Em relação à segurança, desde o começo da pandemia aumentou o número de guardas no CRUSP que controlam o acesso. “Agora a gente finalmente tem todo dia alguém na portaria, 24h. Antes disso, em alguns dias não tinha funcionário, principalmente fim de semana e feriados”, afirma Bruno.

CRUSP
Conjunto Residencial da Universidade de São Paulo (CRUSP). [Imagem: Juliana Alves]
Ana Tibério destaca a pressão do DCE Livre da USP e dos demais estudantes que contribuíram para que a Universidade buscasse atender às demandas emergenciais. A flexibilização de regras acadêmicas como a obrigatoriedade de pré-requisitos, a facilidade com assistentes sociais por meio do Clique Social e o início da instalação de internet no CRUSP foram algumas das conquistas. 

 

Funcionários

Em plena pandemia, a decisão de retornar 20% dos funcionários técnico-administrativos para o trabalho presencial de forma compulsória foi tomada pela Universidade, e entrou em vigor no dia 6 de novembro sem o diálogo com o sindicato dos trabalhadores da USP (Sintusp).
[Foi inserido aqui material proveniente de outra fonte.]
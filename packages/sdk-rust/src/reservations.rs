//! Exclusive, expiring claims over the available keypair pool.
//!
//! A claim is a small JSON record in the claims directory, named after the
//! credential it reserves and created exclusively so exactly one writer
//! wins. States per credential:
//!
//! ```text
//! free ──claim_any──▶ claimed(owner, expires_at) ──retire──▶ consumed
//!   ▲                        │
//!   └──release / expiry──────┘
//! ```
//!
//! Records are hard-linked into place from a scratch file, so a record is
//! never observed half-written. An expired record is recycled by renaming it
//! to a unique tombstone name first; `rename` of a vanished source fails, so
//! only one recycler wins. The tombstone is deleted only if it still holds
//! the exact stale record that was read; anything else is linked back, and a
//! record that cannot be linked back is an error rather than a silent loss.
//! Holders re-check their claim with [`CredentialReservations::ensure_held`]
//! before acting on it.
//!
//! Claims never touch the keypair files themselves, so the
//! available/consumed invariant of [`CredentialStore`] is unaffected.

use std::fs::{self, OpenOptions};
use std::io::{ErrorKind, Write};
use std::path::{Path, PathBuf};
use std::time::Duration;

use chrono::{DateTime, Utc};
use rand::seq::SliceRandom;
use serde::{Deserialize, Serialize};
use uuid::Uuid;

use crate::credentials::{is_plain_file_name, Credential, CredentialHandle, CredentialStore};
use crate::error::{Error, Result};

/// Default lifetime of an unresolved claim.
pub const DEFAULT_CLAIM_TTL: Duration = Duration::from_secs(600);

const TOMBSTONE_PREFIX: &str = ".expired-";
const SCRATCH_PREFIX: &str = ".pending-";

/// Proof that the holder reserved one credential.
#[derive(Debug, Clone, PartialEq, Eq, Serialize, Deserialize)]
pub struct Claim {
    pub identifier: String,
    pub owner:      String,
    pub claimed_at: DateTime<Utc>,
    pub expires_at: DateTime<Utc>,
}

impl Claim {
    pub fn is_expired_at(&self, now: DateTime<Utc>) -> bool {
        now >= self.expires_at
    }
}

/// Claim ledger layered over a [`CredentialStore`].
#[derive(Debug, Clone)]
pub struct CredentialReservations {
    store:      CredentialStore,
    claims_dir: PathBuf,
    ttl:        Duration,
}

impl CredentialReservations {
    pub fn new(store: CredentialStore, claims_dir: impl Into<PathBuf>) -> Self {
        Self { store, claims_dir: claims_dir.into(), ttl: DEFAULT_CLAIM_TTL }
    }

    pub fn with_ttl(mut self, ttl: Duration) -> Self {
        self.ttl = ttl;
        self
    }

    pub fn store(&self) -> &CredentialStore {
        &self.store
    }

    pub fn claims_dir(&self) -> &Path {
        &self.claims_dir
    }

    pub fn ttl(&self) -> Duration {
        self.ttl
    }

    /// Atomically reserve one random unclaimed credential for `owner` and
    /// load it.
    pub fn claim_any(&self, owner: &str) -> Result<(Claim, Credential)> {
        let mut candidates = self.store.list_available()?;
        candidates.shuffle(&mut rand::thread_rng());

        fs::create_dir_all(&self.claims_dir).map_err(|e| Error::dir_io(&self.claims_dir, e))?;

        for handle in &candidates {
            let Some(claim) = self.try_claim(handle, owner)? else {
                continue;
            };
            match self.store.load(handle) {
                Ok(credential) => {
                    tracing::debug!(identifier = %claim.identifier, owner, "keypair claimed");
                    return Ok((claim, credential));
                }
                // Consumed between listing and loading; give the slot back.
                Err(Error::NotFound(_)) => {
                    self.remove_record(&claim.identifier)?;
                }
                Err(e) => {
                    self.remove_record(&claim.identifier)?;
                    return Err(e);
                }
            }
        }
        Err(Error::NoCredentialAvailable)
    }

    /// Consume the claimed credential. The caller must still hold the claim.
    pub fn retire(&self, claim: &Claim) -> Result<()> {
        self.verify_held(claim)?;
        self.store.consume(&claim.identifier)?;
        self.remove_record(&claim.identifier)
    }

    /// `ClaimNotHeld` unless the claim record on disk still names this owner.
    pub fn ensure_held(&self, claim: &Claim) -> Result<()> {
        self.verify_held(claim)
    }

    /// Give a held claim back without consuming the credential.
    pub fn release(&self, claim: &Claim) -> Result<()> {
        self.verify_held(claim)?;
        self.remove_record(&claim.identifier)?;
        tracing::debug!(identifier = %claim.identifier, owner = %claim.owner, "claim released");
        Ok(())
    }

    /// Current claim record for an identifier, if any (expired ones included).
    pub fn current_claim(&self, identifier: &str) -> Result<Option<Claim>> {
        if !is_plain_file_name(identifier) {
            return Ok(None);
        }
        self.read_record(&self.record_path(identifier))
    }

    /// Delete every expired claim record. Returns how many were recycled.
    pub fn recycle_expired(&self) -> Result<usize> {
        let entries = match fs::read_dir(&self.claims_dir) {
            Ok(entries) => entries,
            Err(e) if e.kind() == ErrorKind::NotFound => return Ok(0),
            Err(e) => return Err(Error::dir_io(&self.claims_dir, e)),
        };

        let now = Utc::now();
        let mut recycled = 0;
        for entry in entries {
            let entry = entry.map_err(|e| Error::dir_io(&self.claims_dir, e))?;
            let name = entry.file_name().to_string_lossy().into_owned();
            if name.starts_with(TOMBSTONE_PREFIX) || name.starts_with(SCRATCH_PREFIX) {
                continue;
            }
            if let Some(claim) = self.read_record(&entry.path())? {
                if claim.is_expired_at(now) && self.evict_expired(&claim)? {
                    recycled += 1;
                }
            }
        }
        if recycled > 0 {
            tracing::info!(recycled, "expired keypair claims recycled");
        }
        Ok(recycled)
    }

    // ── Private helpers ───────────────────────────────────────────────────────

    fn try_claim(&self, handle: &CredentialHandle, owner: &str) -> Result<Option<Claim>> {
        let now = Utc::now();
        let ttl = chrono::Duration::from_std(self.ttl)
            .unwrap_or_else(|_| chrono::Duration::seconds(DEFAULT_CLAIM_TTL.as_secs() as i64));
        let claim = Claim {
            identifier: handle.identifier.clone(),
            owner:      owner.to_string(),
            claimed_at: now,
            expires_at: now + ttl,
        };

        if self.create_record(&claim)? {
            return Ok(Some(claim));
        }

        // Someone holds a record. Recycle it only if it has expired.
        match self.read_record(&self.record_path(&handle.identifier))? {
            Some(existing) if existing.is_expired_at(now) => {
                if self.evict_expired(&existing)? && self.create_record(&claim)? {
                    return Ok(Some(claim));
                }
                Ok(None)
            }
            // Released between our create attempt and the read.
            None => Ok(self.create_record(&claim)?.then_some(claim)),
            Some(_) => Ok(None),
        }
    }

    /// Exclusive create. `Ok(false)` when a record already exists.
    ///
    /// The record is written to a scratch file and hard-linked into place, so
    /// a reader never observes a half-written claim.
    fn create_record(&self, claim: &Claim) -> Result<bool> {
        let path = self.record_path(&claim.identifier);
        let scratch = self
            .claims_dir
            .join(format!("{SCRATCH_PREFIX}{}-{}", Uuid::new_v4(), claim.identifier));

        let body = serde_json::to_vec(claim)
            .map_err(|e| Error::Serialization(format!("claim record: {e}")))?;
        let mut file = OpenOptions::new()
            .write(true)
            .create_new(true)
            .open(&scratch)
            .map_err(|e| Error::dir_io(&scratch, e))?;
        file.write_all(&body)
            .and_then(|_| file.sync_all())
            .map_err(|e| Error::dir_io(&scratch, e))?;
        drop(file);

        let linked = fs::hard_link(&scratch, &path);
        let _ = fs::remove_file(&scratch);
        match linked {
            Ok(()) => Ok(true),
            Err(e) if e.kind() == ErrorKind::AlreadyExists => Ok(false),
            Err(e) => Err(Error::dir_io(&path, e)),
        }
    }

    /// Rename-then-delete so only one caller recycles a given stale record.
    /// `stale` is the record as read; a different record found under the
    /// same name is restored instead of deleted.
    fn evict_expired(&self, stale: &Claim) -> Result<bool> {
        let identifier = stale.identifier.as_str();
        let path = self.record_path(identifier);
        let tombstone = self
            .claims_dir
            .join(format!("{TOMBSTONE_PREFIX}{}-{identifier}", Uuid::new_v4()));
        match fs::rename(&path, &tombstone) {
            Ok(()) => {}
            Err(e) if e.kind() == ErrorKind::NotFound => return Ok(false),
            Err(e) => return Err(Error::dir_io(&path, e)),
        }

        let moved = self.read_record(&tombstone)?;
        let same = moved
            .as_ref()
            .is_some_and(|m| m.owner == stale.owner && m.claimed_at == stale.claimed_at);
        if !same {
            self.restore_record(&tombstone, identifier)?;
            return Ok(false);
        }
        fs::remove_file(&tombstone).map_err(|e| Error::dir_io(&tombstone, e))?;
        tracing::debug!(identifier, "expired claim evicted");
        Ok(true)
    }

    /// Link a tombstoned record back under its name, then drop the tombstone.
    fn restore_record(&self, tombstone: &Path, identifier: &str) -> Result<()> {
        let path = self.record_path(identifier);
        let linked = fs::hard_link(tombstone, &path);
        let _ = fs::remove_file(tombstone);
        match linked {
            Ok(()) => Ok(()),
            Err(e) => {
                // A newer claim took the slot; the displaced holder fails
                // `ensure_held` before it can use the credential.
                tracing::warn!(identifier, error = %e, "displaced claim record could not be restored");
                Err(Error::dir_io(&path, e))
            }
        }
    }

    fn verify_held(&self, claim: &Claim) -> Result<()> {
        match self.current_claim(&claim.identifier)? {
            Some(current) if current.owner == claim.owner => Ok(()),
            _ => Err(Error::ClaimNotHeld(claim.identifier.clone())),
        }
    }

    fn read_record(&self, path: &Path) -> Result<Option<Claim>> {
        let raw = match fs::read(path) {
            Ok(raw) => raw,
            Err(e) if e.kind() == ErrorKind::NotFound => return Ok(None),
            Err(e) => return Err(Error::dir_io(path, e)),
        };
        match serde_json::from_slice(&raw) {
            Ok(claim) => Ok(Some(claim)),
            // Unreadable record (e.g. corrupted on disk); treat as long expired.
            Err(_) => Ok(Some(Claim {
                identifier: path
                    .file_name()
                    .map(|n| n.to_string_lossy().into_owned())
                    .unwrap_or_default(),
                owner:      String::new(),
                claimed_at: DateTime::<Utc>::MIN_UTC,
                expires_at: DateTime::<Utc>::MIN_UTC,
            })),
        }
    }

    fn remove_record(&self, identifier: &str) -> Result<()> {
        let path = self.record_path(identifier);
        match fs::remove_file(&path) {
            Ok(()) => Ok(()),
            Err(e) if e.kind() == ErrorKind::NotFound => Ok(()),
            Err(e) => Err(Error::dir_io(&path, e)),
        }
    }

    fn record_path(&self, identifier: &str) -> PathBuf {
        self.claims_dir.join(identifier)
    }
}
Uma das polêmicas do Plano USP foi a reformulação do “grupo de risco”, no qual inclui a volta de servidores com 60 anos ou mais que não apresentem condições clínicas de risco.

“Na minha visão foi muito mal feito”, desabafa Marina Macambyra,  servidora da biblioteca da ECA. Ela comenta que o plano atrapalhou a organização do teletrabalho. “Não foi possível abrir a biblioteca e emprestar livros porque tínhamos passado por uma reforma no meio da pandemia. Não estava tudo pronto”. Marina aponta ainda que essas medidas expõem muitos trabalhadores em risco, visto que o transporte coletivo é o principal meio de locomoção para a USP.

ECA USP
Escola de Comunicações e Artes [Imagem: Juliana Alves]
A pressão dos funcionários e do sindicato e o aumento de internações pela Covid-19 contribuíram para o recuo da USP na suspensão do retorno presencial de funcionários compulsoriamente. O regresso dos servidores passa a ser facultativo, a critério do dirigente de cada instituto ou faculdade.

Enquanto o trabalho se mantém de maneira remota, Marina explica que alguns colegas conseguiram auxílio tecnológico: “equipamentos que eram usados na USP, como computador e cadeira, puderam ser levados para suas casas”. No entanto, ela afirma que não recebeu apoio psicológico da Universidade.

“Existe uma relação de hierarquia. Funcionário muitas vezes é visto como inferior para os docentes e para os alunos. Muitos funcionários reclamam do desrespeito. Não somos tratados da mesma forma, somos colocados como de terceira categoria”, afirma Marina.